Brasil recorre à corte em Roma e pede extradição de Pizzolato

Por Carolina Santos
Pizzolato foi condenado há 12 anos e 7 meses de prisão no mensalão | Caio Guatelli/Folhapress Pizzolato foi condenado há 12 anos e 7 meses de prisão no mensalão | Caio Guatelli/Folhapress

A Advocacia-Geral da União (AGU) apresentou nesta quarta-feira (19) à Corte de Cassações de Roma recurso contra a decisão da Corte de Apelação de Bolonha de negar o pedido de extradição de Henrique Pizzolato, ex-diretor de Marketing do Banco do Brasil, condenado pelo Supremo Tribunal Federal (STF) a 12 anos e sete meses de prisão, por lavagem de dinheiro, corrupção passiva e peculato na Ação Penal 470, o processo do mensalão. O recurso tem 62 páginas de argumentação e 374 páginas de documentos anexos.

Em última instância judicial para o caso, a peça será analisada pela corte na Itália. Os advogados da AGU defendem que a alegação do tribunal de Bolonha, de que o Brasil sofre uma situação geral de violência e desrespeito aos direitos humanos em seu sistema prisional, não é suficiente para negar a extradição. “A AGU avalia que é preciso aferir se há risco concreto e específico de que o extraditando será submetido a tratamento desumano ou degradante caso seja extraditado”, informou o órgão.

No documento apresentado à Justiça da Itália, a AGU argumenta que não há motivo concreto e específico para supor que Pizzolato terá seus direitos fundamentais violados caso seja extraditado. O órgão informou ainda que a pena será cumprida no Complexo Penitenciário da Papuda, onde há garantias de que não houve qualquer episódio de violência contra os condenados no mesmo processo que tiveram as penas executadas.

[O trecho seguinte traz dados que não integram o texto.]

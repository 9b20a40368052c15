#![cfg(not(tarpaulin_include))]
#![cfg(feature = "web")]
use plotters::prelude::*;
use std::error::Error;
use std::f64::consts::PI;

use crate::chart::ChartType;
use crate::downloader::{ChartExporter, ChartImage, ChartView};
use crate::error::{DatavisError, Result};

type DrawResult<T> = std::result::Result<T, Box<dyn Error>>;
type Area<'a> = DrawingArea<BitMapBackend<'a>, plotters::coord::Shift>;

/// Renders charts into an RGB buffer with plotters
///
/// With `labels` off nothing that needs a font is drawn, which keeps
/// rendering working on hosts without system fonts.
#[derive(Clone, Debug)]
pub struct PlottersExporter {
    /// Width of the image in pixels
    pub width: u32,

    /// Height of the image in pixels
    pub height: u32,

    /// Draw the caption, axis labels and tick labels
    pub labels: bool,
}

impl Default for PlottersExporter {
    fn default() -> Self {
        Self {
            width: 800,
            height: 600,
            labels: true,
        }
    }
}

impl ChartExporter for PlottersExporter {
    fn render(&self, view: &ChartView<'_>) -> Result<ChartImage> {
        let mut rgb = vec![0u8; (self.width as usize) * (self.height as usize) * 3];
        self.draw(view, &mut rgb)
            .map_err(|e| DatavisError::Export(e.to_string()))?;
        Ok(ChartImage {
            width: self.width,
            height: self.height,
            rgb,
        })
    }
}

/// Points pulled out of the dataset for the selected axes
///
/// Rows whose y value is not numeric are skipped.
#[derive(Clone, Debug, Default, PartialEq)]
pub struct Series {
    pub labels: Vec<String>,
    pub values: Vec<f64>,
}

impl Series {
    pub fn from_view(view: &ChartView<'_>) -> Self {
        let (Some(x), Some(y)) = (&view.config.x_axis, &view.config.y_axis) else {
            return Series::default();
        };

        let mut series = Series::default();
        for row in view.rows {
            let Some(value) = row.get(y.as_str()).and_then(|v| v.as_f64()) else {
                continue;
            };
            let label = row.get(x.as_str()).map(|v| v.to_string()).unwrap_or_default();
            series.labels.push(label);
            series.values.push(value);
        }
        series
    }

    pub fn is_empty(&self) -> bool {
        self.values.is_empty()
    }

    fn bounds(&self) -> (f64, f64) {
        let min = self.values.iter().cloned().fold(0.0_f64, f64::min);
        let max = self.values.iter().cloned().fold(0.0_f64, f64::max);
        if (max - min).abs() < f64::EPSILON {
            (min, min + 1.0)
        } else {
            let pad = (max - min) * 0.05;
            (if min < 0.0 { min - pad } else { min }, max + pad)
        }
    }
}

impl PlottersExporter {
    fn draw(&self, view: &ChartView<'_>, buffer: &mut [u8]) -> DrawResult<()> {
        let root = BitMapBackend::with_buffer(buffer, (self.width, self.height)).into_drawing_area();
        root.fill(&WHITE)?;

        let series = Series::from_view(view);
        let title = format!(
            "{} - {} Chart",
            view.file_name,
            view.config.chart_type.label()
        );
        let area = if self.labels {
            root.titled(&title, ("sans-serif", 24).into_font())?
        } else {
            root.clone()
        };

        if !series.is_empty() {
            match view.config.chart_type {
                ChartType::Bar => self.draw_bars(&area, &series, view.config.is_3d())?,
                ChartType::Line | ChartType::Area | ChartType::Scatter => {
                    self.draw_cartesian(&area, &series, view.config.chart_type)?
                }
                ChartType::Pie => draw_pie(&area, &series)?,
                ChartType::Radar => draw_radar(&area, &series)?,
                ChartType::Funnel => draw_funnel(&area, &series)?,
            }
        }

        root.present()?;
        Ok(())
    }

    fn draw_bars(&self, area: &Area<'_>, series: &Series, three_d: bool) -> DrawResult<()> {
        let n = series.values.len() as f64;
        let (min_y, max_y) = series.bounds();
        let mut chart = self
            .builder(area)
            .build_cartesian_2d(-0.5..n - 0.5, min_y..max_y)?;
        if self.labels {
            let labels = &series.labels;
            chart
                .configure_mesh()
                .disable_x_mesh()
                .x_labels(series.labels.len().min(20))
                .x_label_formatter(&|x| label_at(labels, *x))
                .draw()?;
        }

        let depth_x = 0.15;
        let depth_y = (max_y - min_y) * 0.04;
        for (i, value) in series.values.iter().enumerate() {
            let x = i as f64;
            let (left, right) = (x - 0.35, x + 0.35);
            if three_d {
                // top and side faces, offset up and to the right
                chart.draw_series(std::iter::once(Polygon::new(
                    vec![
                        (left, *value),
                        (left + depth_x, *value + depth_y),
                        (right + depth_x, *value + depth_y),
                        (right, *value),
                    ],
                    BLUE.mix(0.6).filled(),
                )))?;
                chart.draw_series(std::iter::once(Polygon::new(
                    vec![
                        (right, 0.0),
                        (right + depth_x, depth_y),
                        (right + depth_x, *value + depth_y),
                        (right, *value),
                    ],
                    BLUE.mix(0.4).filled(),
                )))?;
            }
            chart.draw_series(std::iter::once(Rectangle::new(
                [(left, 0.0), (right, *value)],
                BLUE.filled(),
            )))?;
        }
        Ok(())
    }

    fn draw_cartesian(&self, area: &Area<'_>, series: &Series, kind: ChartType) -> DrawResult<()> {
        let n = series.values.len() as f64;
        let (min_y, max_y) = series.bounds();
        let mut chart = self
            .builder(area)
            .build_cartesian_2d(-0.5..n - 0.5, min_y..max_y)?;
        if self.labels {
            let labels = &series.labels;
            chart
                .configure_mesh()
                .x_labels(series.labels.len().min(20))
                .x_label_formatter(&|x| label_at(labels, *x))
                .draw()?;
        }

        let points: Vec<(f64, f64)> = series
            .values
            .iter()
            .enumerate()
            .map(|(i, y)| (i as f64, *y))
            .collect();

        match kind {
            ChartType::Area => {
                chart.draw_series(
                    AreaSeries::new(points, 0.0, BLUE.mix(0.2)).border_style(BLUE),
                )?;
            }
            ChartType::Scatter => {
                chart.draw_series(
                    points
                        .into_iter()
                        .map(|(x, y)| Circle::new((x, y), 5, GREEN.filled())),
                )?;
            }
            _ => {
                chart.draw_series(LineSeries::new(points, &BLUE))?;
            }
        }
        Ok(())
    }

    fn builder<'a, 'b, 'c>(&self, area: &'a Area<'b>) -> ChartBuilder<'a, 'c, BitMapBackend<'b>> {
        let mut builder = ChartBuilder::on(area);
        builder.margin(10);
        if self.labels {
            builder.x_label_area_size(30).y_label_area_size(50);
        }
        builder
    }
}

fn label_at(labels: &[String], x: f64) -> String {
    let rounded = x.round();
    if (x - rounded).abs() > 0.01 || rounded < 0.0 {
        return String::new();
    }
    labels.get(rounded as usize).cloned().unwrap_or_default()
}

fn draw_pie(area: &Area<'_>, series: &Series) -> DrawResult<()> {
    let (w, h) = area.dim_in_pixel();
    let center = (w as f64 / 2.0, h as f64 / 2.0);
    let radius = w.min(h) as f64 * 0.4;
    let total: f64 = series.values.iter().map(|v| v.abs()).sum();
    if total <= 0.0 {
        return Ok(());
    }

    let mut start = -PI / 2.0;
    for (i, value) in series.values.iter().enumerate() {
        let sweep = value.abs() / total * 2.0 * PI;
        if sweep <= 0.0 {
            continue;
        }
        let steps = ((sweep / (2.0 * PI)) * 90.0).ceil().max(2.0) as usize;
        let mut points = vec![(center.0 as i32, center.1 as i32)];
        for s in 0..=steps {
            let angle = start + sweep * s as f64 / steps as f64;
            points.push((
                (center.0 + radius * angle.cos()) as i32,
                (center.1 + radius * angle.sin()) as i32,
            ));
        }
        area.draw(&Polygon::new(points, Palette99::pick(i).filled()))?;
        start += sweep;
    }
    Ok(())
}

fn draw_radar(area: &Area<'_>, series: &Series) -> DrawResult<()> {
    let (w, h) = area.dim_in_pixel();
    let center = (w as f64 / 2.0, h as f64 / 2.0);
    let radius = w.min(h) as f64 * 0.4;
    let max = series.values.iter().cloned().fold(0.0_f64, f64::max);
    let n = series.values.len();
    if max <= 0.0 || n < 3 {
        // a radar needs at least a triangle
        return Ok(());
    }

    let point = |i: usize, scale: f64| {
        let angle = -PI / 2.0 + 2.0 * PI * i as f64 / n as f64;
        (
            (center.0 + radius * scale * angle.cos()) as i32,
            (center.1 + radius * scale * angle.sin()) as i32,
        )
    };

    for i in 0..n {
        area.draw(&PathElement::new(
            vec![(center.0 as i32, center.1 as i32), point(i, 1.0)],
            BLACK.mix(0.3),
        ))?;
    }
    let outline: Vec<(i32, i32)> = series
        .values
        .iter()
        .enumerate()
        .map(|(i, v)| point(i, v.max(0.0) / max))
        .collect();
    area.draw(&Polygon::new(outline.clone(), BLUE.mix(0.3).filled()))?;
    let mut closed = outline;
    closed.push(closed[0]);
    area.draw(&PathElement::new(closed, BLUE))?;
    Ok(())
}

fn draw_funnel(area: &Area<'_>, series: &Series) -> DrawResult<()> {
    let (w, h) = area.dim_in_pixel();
    let mut values: Vec<f64> = series.values.iter().map(|v| v.max(0.0)).collect();
    values.sort_by(|a, b| b.partial_cmp(a).unwrap_or(std::cmp::Ordering::Equal));
    let max = values.first().cloned().unwrap_or(0.0);
    if max <= 0.0 {
        return Ok(());
    }

    let step = h as f64 * 0.9 / values.len() as f64;
    let top = h as f64 * 0.05;
    let full = w as f64 * 0.8;
    for (i, value) in values.iter().enumerate() {
        let width = full * value / max;
        let x0 = (w as f64 - width) / 2.0;
        let y0 = top + step * i as f64;
        area.draw(&Rectangle::new(
            [
                (x0 as i32, y0 as i32),
                ((x0 + width) as i32, (y0 + step * 0.9) as i32),
            ],
            Palette99::pick(i).filled(),
        ))?;
    }
    Ok(())
}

O recurso prevê a alternativa de cumprimento da pena em presídio de Santa Catarina, local de criação de Pizzolato, se solicitado pelo condenado e autorizado pelo Supremo Tribunal Federal (STF). O documento destaca que os presídios de Curitibanos e Canhanduba, ambos no estado, tem condições de assegurar a preservação dos direitos fundamentais dos detentos.

Na segunda-feira, o Ministério Público da Itália entrou com seu recurso contra a negação do pedido de extradição de Pizzolato. Esta quarta-feira era a data final para a apresentação dos recursos. Ambos, o apresentado nesta quarta pela AGU e o do Ministério Público italiano, devem ser apreciados simultaneamente, mas não há data prevista para o julgamento. Caso a decisão de não extraditar o ex-diretor de marketing do Banco do Brasil seja mantida, ainda caberá ao governo italiano a última palavra sobre o caso.